La muerte viene precedida por la agonía, que es como un sinónimo de combate, de lucha, aunque no implique necesariamente la posibilidad de victoria. La agonía es, simplemente, la última etapa de un ser humano antes de morir. Puede ser larga, corta o fulminante, en función de su medida en el tiempo. En la escala subjetiva del sufrimiento, puede ser asumida con la serenidad de quien se dispone a cruzar el umbral de una invisible puerta que se abre a la otra vida en la que siempre ha creído y para la cual se ha preparado durante toda su existencia. Hasta que su razón no le abandona tiene conciencia de que se marcha de este mundo con sus obras y con su Fe, esta Fe que le asegura que va al encuentro de un Padre, de un Dios que es Dios de vivos y no de muertos.
Por el contrario, el inevitable sufrimiento de la agonía se presenta como última etapa de la desesperanza de aquel que no cree. Para esta persona, sin Fe, todo se ha acabado, se dispone a entrar en la infinitud de la nada, se va solo a lo desconocido y digo que cruza en solitario el umbral de la invisible puerta, anteriormente mencionada, porque no quiere que le acompañen sus obras, esas mismas que le asaltan a la conciencia que ahora la vive más despierta que nunca.

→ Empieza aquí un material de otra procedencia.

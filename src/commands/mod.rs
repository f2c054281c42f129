//! Commands module - CLI command implementations.

pub mod batch;
pub mod migrate;
pub mod serve;

/// Resolves on Ctrl+C. A handler that cannot be installed never resolves.
pub async fn shutdown_signal() {
    if let Err(e) = tokio::signal::ctrl_c().await {
        tracing::error!("Failed to install Ctrl+C handler: {}", e);
        std::future::pending::<()>().await;
    }
    tracing::info!("Shutdown signal received");
}
//! Application-wide constants
//!
//! Centralized location for magic values to improve maintainability.

// =============================================================================
// Application
// =============================================================================

/// Name used for the HTTP server's log directory
pub const SERVER_APP_NAME: &str = "author-api";

/// Name used for the batch job's log directory
pub const BATCH_APP_NAME: &str = "batch1";

/// Environment selected by `serve` when `--env` is not given
pub const DEFAULT_SERVER_ENV: &str = "dev";

/// Label logged when no environment is selected
pub const FALLBACK_ENV_LABEL: &str = "default";

// =============================================================================
// Configuration files
// =============================================================================

/// Directory searched for `config.<env>.yaml`
pub const DEFAULT_CONFIG_DIR: &str = "config";

/// Base name of configuration files
pub const CONFIG_FILE_STEM: &str = "config";

/// Extension of configuration files
pub const CONFIG_FILE_EXTENSION: &str = "yaml";

// =============================================================================
// Server Configuration
// =============================================================================

/// Default server host address
pub const DEFAULT_SERVER_HOST: &str = "0.0.0.0";

/// Default server port
pub const DEFAULT_SERVER_PORT: u16 = 8080;

// =============================================================================
// Database
// =============================================================================

/// Default database host
pub const DEFAULT_DATABASE_HOST: &str = "localhost";

/// Default database port
pub const DEFAULT_DATABASE_PORT: u16 = 5432;

/// SSL mode used when the configuration leaves it empty
pub const DEFAULT_SSL_MODE: &str = "disable";

/// Upper bound on pooled connections behind the handle
pub const DEFAULT_MAX_CONNECTIONS: u32 = 10;

/// Connections kept open while idle
pub const DEFAULT_MIN_CONNECTIONS: u32 = 1;

/// Per-attempt timeout for opening a connection, in seconds
pub const DEFAULT_CONNECT_TIMEOUT_SECS: u64 = 5;

/// Statement used as the liveness probe
pub const LIVENESS_PROBE_SQL: &str = "SELECT 1";

// =============================================================================
// Connection retry
// =============================================================================

/// Connection attempts made before startup fails
pub const DEFAULT_MAX_CONNECT_ATTEMPTS: u32 = 5;

/// Wait after the first failed attempt, in milliseconds (doubles per failure)
pub const DEFAULT_INITIAL_BACKOFF_MS: u64 = 1_000;

/// Factor applied to the backoff after each failed attempt
pub const BACKOFF_MULTIPLIER: u32 = 2;

// =============================================================================
// Logging
// =============================================================================

/// Default root directory for log files
pub const DEFAULT_LOG_PATH: &str = "logs";

/// Log files are named `<prefix>.<yyyy-mm-dd>.<suffix>`
pub const LOG_FILE_PREFIX: &str = "log";

pub const LOG_FILE_SUFFIX: &str = "log";

/// Rotated daily files kept per application
pub const LOG_MAX_FILES: usize = 3;

// =============================================================================
// Batch
// =============================================================================

/// Format of the batch `--date` argument
pub const BATCH_DATE_FORMAT: &str = "%Y%m%d";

Dios es imprevisible e inescrutable pero sus designios son de infinita misericordia. Se lleva al alma de toda mujer y todo hombre, justo en la hora oportuna, ni antes ni después de cuando más gracia le asiste en el desenlace final de su vida. La muerte de un marido o de una esposa es perder el apoyo básico, del compañero o compañera de la vida, en las fatigas y en las ilusiones del vivir común de la existencia. Sin esa carne de tu carne, el sufrimiento merma la facultad de superar los posibles desequilibrios físicos y psíquicos que en definitiva acortan la vida del que queda. Sin embargo cuando hay hijos que todavía dependen de ti, aunque el dolor y el recuerdo te anuden el corazón, no tienes más remedio que gastar la parte de vida que te resta en la asistencia y cuidado de este patrimonio común del que se fue y de la que se quedó.
Amiga lectora, ahora demando su atención. Damos por hecho que esta mujer de Naím, viuda, conoció este doloroso trance, padeció la muerte de su marido. A la vista está, también, la muerte de su único hijo. Ahora, para tratar de llegar al fondo de su inmensa pena debemos saber que:
La muerte de un hijo o una hija, de un amor infinito, es una de las experiencias más duras, difíciles y dolorosas que puede sufrir un ser humano.
Ahora, amiga mía, toca volver a la ciudad de Naím. Jesucristo, enternecido, se llega a la mujer y le dice: “No llores”. Por la mente de Cristo, quizás, se dibuja la figura de su Madre, otra viuda con un único Hijo, que beberá la amargura y el horror de una muerte infame, la muerte en Cruz de su Jesús.
Se detiene el cortejo, el gentío enmudece a la vista de un Hombre joven, de impresionante figura, que pone su mano sobre el féretro. En un súbito silencio se oyen las palabras de Cristo:
“¡Muchacho, te lo digo, levántate!”
El muchacho se incorporó y comenzó a hablar y Cristo, cogiendo la mano del hijo y de la madre, se fundió en un abrazo con ellos y aunque el Evangelio no lo diga yo supongo que la emoción en el Corazón de Jesús sería incontenible y quizá alguna preciosa lágrima se escapó de sus divinos ojos. La gente quedó atemorizada y confundida, una frase quedó inmortalizada, una frase cuyo eco se oye hasta el final de los tiempos:
¡Dios ha visitado a su pueblo!
[1] Cristo sintió una profunda pena y sin que nadie se lo pida devuelve la vida a un cadáver. Él, que es Autor de la vida, la da y la quita a quien quiere, cuando quiere, donde quiere. ¿Quién puede ser este Hombre con poder sobre la muerte? Y nosotros, ¿quién creemos que puede ser?